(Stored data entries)
* * *
//! Merge resolution: collapsing a duplicate group into one canonical record.
//!
//! Every field is chosen independently:
//!
//! | Field | Policy |
//! |-------|--------|
//! | `doi` | first usable DOI in source-priority order |
//! | `title` | longest non-empty title; ties go to the higher-priority source |
//! | `year` | most frequent year; ties go to the smallest year |
//! | `journal`, `issn`, `document_type`, `open_access`, `affiliations` | longest non-empty value; ties go to the higher-priority source |
//! | `authors` | the longest non-empty author list; ties go to the higher-priority source |
//!
//! Members are ordered by source priority, then by origin id, before any field is chosen,
//! so the result does not depend on the order records arrived in.

use crate::normalize::normalize_doi;
use crate::{CanonicalRecord, DuplicateGroup, ReconcileError, Record, Result, Source};
use itertools::Itertools;
use serde::{Deserialize, Serialize};

/// Ordered list of sources; the first source wins ties.
///
/// The default order is Scopus, then Web of Science.
///
/// # Examples
///
/// ```
/// use bibunify::{Source, SourcePriority};
///
/// let priority = SourcePriority::new(vec![Source::Wos, Source::Scopus]).unwrap();
/// assert_eq!(priority.rank(Source::Wos), 0);
///
/// assert!(SourcePriority::new(vec![Source::Wos, Source::Wos]).is_err());
/// ```
#[derive(Debug, Clone, PartialEq, Eq, Serialize, Deserialize)]
pub struct SourcePriority(Vec<Source>);

impl Default for SourcePriority {
    fn default() -> Self {
        Self(vec![Source::Scopus, Source::Wos])
    }
}

impl SourcePriority {
    /// Creates a priority order. Every source must appear exactly once.
    pub fn new(order: Vec<Source>) -> Result<Self> {
        let priority = Self(order);
        priority.validate()?;
        Ok(priority)
    }

    pub(crate) fn validate(&self) -> Result<()> {
        for source in Source::ALL {
            let occurrences = self.0.iter().filter(|s| **s == source).count();
            if occurrences != 1 {
                return Err(ReconcileError::Config(format!(
                    "source priority must list {source} exactly once, found {occurrences}"
                )));
            }
        }
        Ok(())
    }

    /// Position of `source` in the order; lower ranks win ties.
    pub fn rank(&self, source: Source) -> usize {
        self.0
            .iter()
            .position(|s| *s == source)
            .unwrap_or(self.0.len())
    }

    pub fn order(&self) -> &[Source] {
        &self.0
    }
}

/// Produces one [`CanonicalRecord`] per duplicate group.
///
/// # Examples
///
/// ```
/// use bibunify::{MergeResolver, Record, Source};
///
/// let scopus = Record {
///     source: Source::Scopus,
///     origin_id: "2-s2.0-1".to_string(),
///     title: "Deep Learning".to_string(),
///     year: Some(2020),
///     ..Default::default()
/// };
/// let wos = Record {
///     source: Source::Wos,
///     origin_id: "WOS:1".to_string(),
///     title: "Deep Learning: A Survey".to_string(),
///     year: Some(2020),
///     journal: Some("Nature".to_string()),
///     ..Default::default()
/// };
///
/// let canonical = MergeResolver::default().resolve(&[&scopus, &wos]);
/// assert_eq!(canonical.title, "Deep Learning: A Survey");
/// assert_eq!(canonical.journal.as_deref(), Some("Nature"));
/// assert_eq!(canonical.members.len(), 2);
/// ```
#[derive(Debug, Clone, Default)]
pub struct MergeResolver {
    priority: SourcePriority,
}

impl MergeResolver {
    #[must_use]
    pub fn new(priority: SourcePriority) -> Self {
        Self { priority }
    }

    pub fn priority(&self) -> &SourcePriority {
        &self.priority
    }

    /// Members sorted by source priority, then origin id. The sort is stable, so records
    /// with the same source and origin id keep their relative order.
    pub fn ordered<'a>(&self, members: &[&'a Record]) -> Vec<&'a Record> {
        members
            .iter()
            .copied()
            .sorted_by(|a, b| {
                self.priority
                    .rank(a.source)
                    .cmp(&self.priority.rank(b.source))
                    .then_with(|| a.origin_id.cmp(&b.origin_id))
            })
            .collect()
    }

    /// Collapse a group of records judged identical into one canonical record.
    ///
    /// The input records are only read; provenance of every member is kept.
    pub fn resolve(&self, members: &[&Record]) -> CanonicalRecord {
        let ordered = self.ordered(members);

        CanonicalRecord {
            doi: ordered
                .iter()
                .find_map(|r| r.doi.as_deref().and_then(normalize_doi)),
            title: longest_text(ordered.iter().map(|r| Some(r.title.as_str())))
                .unwrap_or_default(),
            year: most_frequent_year(ordered.iter().filter_map(|r| r.year)),
            journal: longest_text(ordered.iter().map(|r| r.journal.as_deref())),
            issn: longest_text(ordered.iter().map(|r| r.issn.as_deref())),
            authors: longest_list(ordered.iter().map(|r| &r.authors)),
            document_type: longest_text(ordered.iter().map(|r| r.document_type.as_deref())),
            open_access: longest_text(ordered.iter().map(|r| r.open_access.as_deref())),
            affiliations: longest_text(ordered.iter().map(|r| r.affiliations.as_deref())),
            cited_by: ordered.iter().filter_map(|r| r.cited_by).max(),
            metrics: None,
            members: ordered.iter().map(|r| r.provenance()).collect(),
        }
    }

    /// Resolve a group whose members index into `records`.
    pub fn resolve_group(&self, records: &[Record], group: &DuplicateGroup) -> CanonicalRecord {
        let members: Vec<&Record> = group.members.iter().map(|&i| &records[i]).collect();
        self.resolve(&members)
    }
}

/// Longest trimmed non-empty value, measured in characters; the first one wins ties.
fn longest_text<'a>(values: impl Iterator<Item = Option<&'a str>>) -> Option<String> {
    let mut best: Option<(&str, usize)> = None;
    for value in values.flatten().map(str::trim).filter(|v| !v.is_empty()) {
        let length = value.chars().count();
        if best.is_none_or(|(_, best_length)| length > best_length) {
            best = Some((value, length));
        }
    }
    best.map(|(value, _)| value.to_string())
}

fn longest_list<'a>(lists: impl Iterator<Item = &'a Vec<String>>) -> Vec<String> {
    let mut best: Option<&Vec<String>> = None;
    for list in lists.filter(|l| !l.is_empty()) {
        if best.is_none_or(|b| list.len() > b.len()) {
            best = Some(list);
        }
    }
    best.cloned().unwrap_or_default()
}

/// Most frequent year; ties go to the smallest year.
fn most_frequent_year(years: impl Iterator<Item = i32>) -> Option<i32> {
    years
        .counts()
        .into_iter()
        .max_by(|(year_a, count_a), (year_b, count_b)| {
            count_a.cmp(count_b).then_with(|| year_b.cmp(year_a))
        })
        .map(|(year, _)| year)
}

#[cfg(test)]
mod tests {
    use super::*;
    use crate::Provenance;
    use pretty_assertions::assert_eq;
    use rstest::*;

    fn record(source: Source, origin_id: &str, title: &str, year: Option<i32>) -> Record {
        Record {
            source,
            origin_id: origin_id.to_string(),
            title: title.to_string(),
            year,
            ..Default::default()
        }
    }

    #[test]
    fn test_doi_pair_resolution() {
        let scopus = Record {
            doi: Some("10.1/X".to_string()),
            ..record(Source::Scopus, "s1", "Deep Learning in X", Some(2020))
        };
        let wos = Record {
            doi: Some("10.1/x".to_string()),
            ..record(Source::Wos, "w1", "DEEP LEARNING IN X", Some(2021))
        };

        let canonical = MergeResolver::default().resolve(&[&wos, &scopus]);

        assert_eq!(canonical.doi.as_deref(), Some("10.1/x"));
        assert_eq!(canonical.title, "Deep Learning in X");
        assert_eq!(canonical.year, Some(2020));
        assert_eq!(
            canonical.members,
            vec![
                Provenance {
                    source: Source::Scopus,
                    origin_id: "s1".to_string()
                },
                Provenance {
                    source: Source::Wos,
                    origin_id: "w1".to_string()
                },
            ]
        );
    }

    #[test]
    fn test_highest_citation_count_wins() {
        let scopus = Record {
            cited_by: Some(12),
            ..record(Source::Scopus, "s1", "Deep Learning in X", Some(2020))
        };
        let wos = Record {
            cited_by: Some(30),
            ..record(Source::Wos, "w1", "Deep Learning in X", Some(2020))
        };
        let uncounted = record(Source::Wos, "w2", "Deep Learning in X", Some(2020));

        let canonical = MergeResolver::default().resolve(&[&scopus, &wos, &uncounted]);
        assert_eq!(canonical.cited_by, Some(30));
        assert_eq!(canonical.metrics, None);

        let canonical = MergeResolver::default().resolve(&[&uncounted]);
        assert_eq!(canonical.cited_by, None);
    }

    #[test]
    fn test_resolution_ignores_member_order() {
        let a = Record {
            journal: Some("Journal of Testing".to_string()),
            authors: vec!["Smith, J.".to_string()],
            ..record(Source::Wos, "w2", "Title", Some(2019))
        };
        let b = Record {
            journal: Some("J. Test.".to_string()),
            authors: vec!["Smith, John".to_string(), "Doe, Jane".to_string()],
            ..record(Source::Scopus, "s9", "Title.", None)
        };
        let c = Record {
            document_type: Some("Article".to_string()),
            ..record(Source::Wos, "w1", "TITLE", Some(2020))
        };

        let resolver = MergeResolver::default();
        let forward = resolver.resolve(&[&a, &b, &c]);
        let backward = resolver.resolve(&[&c, &b, &a]);

        assert_eq!(forward, backward);
        assert_eq!(forward.title, "Title.");
        assert_eq!(forward.year, Some(2019));
        assert_eq!(forward.journal.as_deref(), Some("Journal of Testing"));
        assert_eq!(forward.authors.len(), 2);
        assert_eq!(forward.document_type.as_deref(), Some("Article"));
    }

    #[test]
    fn test_doi_follows_source_priority() {
        let scopus = Record {
            doi: Some("https://doi.org/10.1/A".to_string()),
            ..record(Source::Scopus, "s1", "Title", None)
        };
        let wos = Record {
            doi: Some("10.1/b".to_string()),
            ..record(Source::Wos, "w1", "Title", None)
        };
        let no_doi = record(Source::Scopus, "s0", "Title", None);

        let canonical = MergeResolver::default().resolve(&[&wos, &no_doi, &scopus]);
        assert_eq!(canonical.doi.as_deref(), Some("10.1/a"));

        let reversed = SourcePriority::new(vec![Source::Wos, Source::Scopus]).unwrap();
        let canonical = MergeResolver::new(reversed).resolve(&[&scopus, &no_doi, &wos]);
        assert_eq!(canonical.doi.as_deref(), Some("10.1/b"));
    }

    #[test]
    fn test_ties_follow_source_priority() {
        let scopus = Record {
            journal: Some("Nature".to_string()),
            ..record(Source::Scopus, "s1", "Same Length A", None)
        };
        let wos = Record {
            journal: Some("NATURE".to_string()),
            ..record(Source::Wos, "w1", "Same Length B", None)
        };

        let canonical = MergeResolver::default().resolve(&[&wos, &scopus]);
        assert_eq!(canonical.title, "Same Length A");
        assert_eq!(canonical.journal.as_deref(), Some("Nature"));

        let reversed = SourcePriority::new(vec![Source::Wos, Source::Scopus]).unwrap();
        let canonical = MergeResolver::new(reversed).resolve(&[&scopus, &wos]);
        assert_eq!(canonical.title, "Same Length B");
        assert_eq!(canonical.journal.as_deref(), Some("NATURE"));
    }

    #[test]
    fn test_empty_values_are_skipped() {
        let a = Record {
            open_access: Some("   ".to_string()),
            ..record(Source::Scopus, "s1", "Title", None)
        };
        let b = Record {
            open_access: Some("All Open Access; Gold".to_string()),
            ..record(Source::Wos, "w1", "", None)
        };

        let canonical = MergeResolver::default().resolve(&[&a, &b]);
        assert_eq!(canonical.title, "Title");
        assert_eq!(canonical.open_access.as_deref(), Some("All Open Access; Gold"));
        assert_eq!(canonical.journal, None);
        assert_eq!(canonical.year, None);
    }

    #[rstest]
    #[case(&[2020, 2021, 2021], Some(2021))]
    #[case(&[2021, 2020], Some(2020))]
    #[case(&[2022, 2019, 2022, 2019], Some(2019))]
    #[case(&[2018], Some(2018))]
    #[case(&[], None)]
    fn test_most_frequent_year(#[case] years: &[i32], #[case] expected: Option<i32>) {
        assert_eq!(most_frequent_year(years.iter().copied()), expected);
    }

    #[test]
    fn test_resolve_group() {
        let records = vec![
            record(Source::Wos, "w1", "Graph Neural Network for Drug Discovery", Some(2022)),
            record(Source::Scopus, "s1", "Unrelated", Some(2000)),
            record(Source::Scopus, "s2", "Graph Neural Networks for Drug Discovery", Some(2022)),
        ];
        let group = DuplicateGroup {
            members: vec![0, 2],
            matched_by: crate::MatchKind::Fuzzy,
        };

        let canonical = MergeResolver::default().resolve_group(&records, &group);
        assert_eq!(canonical.title, "Graph Neural Networks for Drug Discovery");
        assert_eq!(canonical.origin_ids().collect::<Vec<_>>(), vec!["s2", "w1"]);
    }

    #[test]
    fn test_source_priority_validation() {
        assert!(SourcePriority::new(vec![Source::Scopus, Source::Wos]).is_ok());
        assert!(SourcePriority::new(vec![Source::Scopus]).is_err());
        assert!(SourcePriority::new(vec![Source::Wos, Source::Scopus, Source::Wos]).is_err());
        assert_eq!(SourcePriority::default().rank(Source::Scopus), 0);
        assert_eq!(SourcePriority::default().rank(Source::Wos), 1);
    }
}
* * *
§ ACTION ITEM: Go through the records. Copy each line where "Graph" appears.

§ RESULT OF THE TASK:
            record(Source::Wos, "w1", "Graph Neural Network for Drug Discovery", Some(2022)),
            record(Source::Scopus, "s2", "Graph Neural Networks for Drug Discovery", Some(2022)),
        assert_eq!(canonical.title, "Graph Neural Networks for Drug Discovery");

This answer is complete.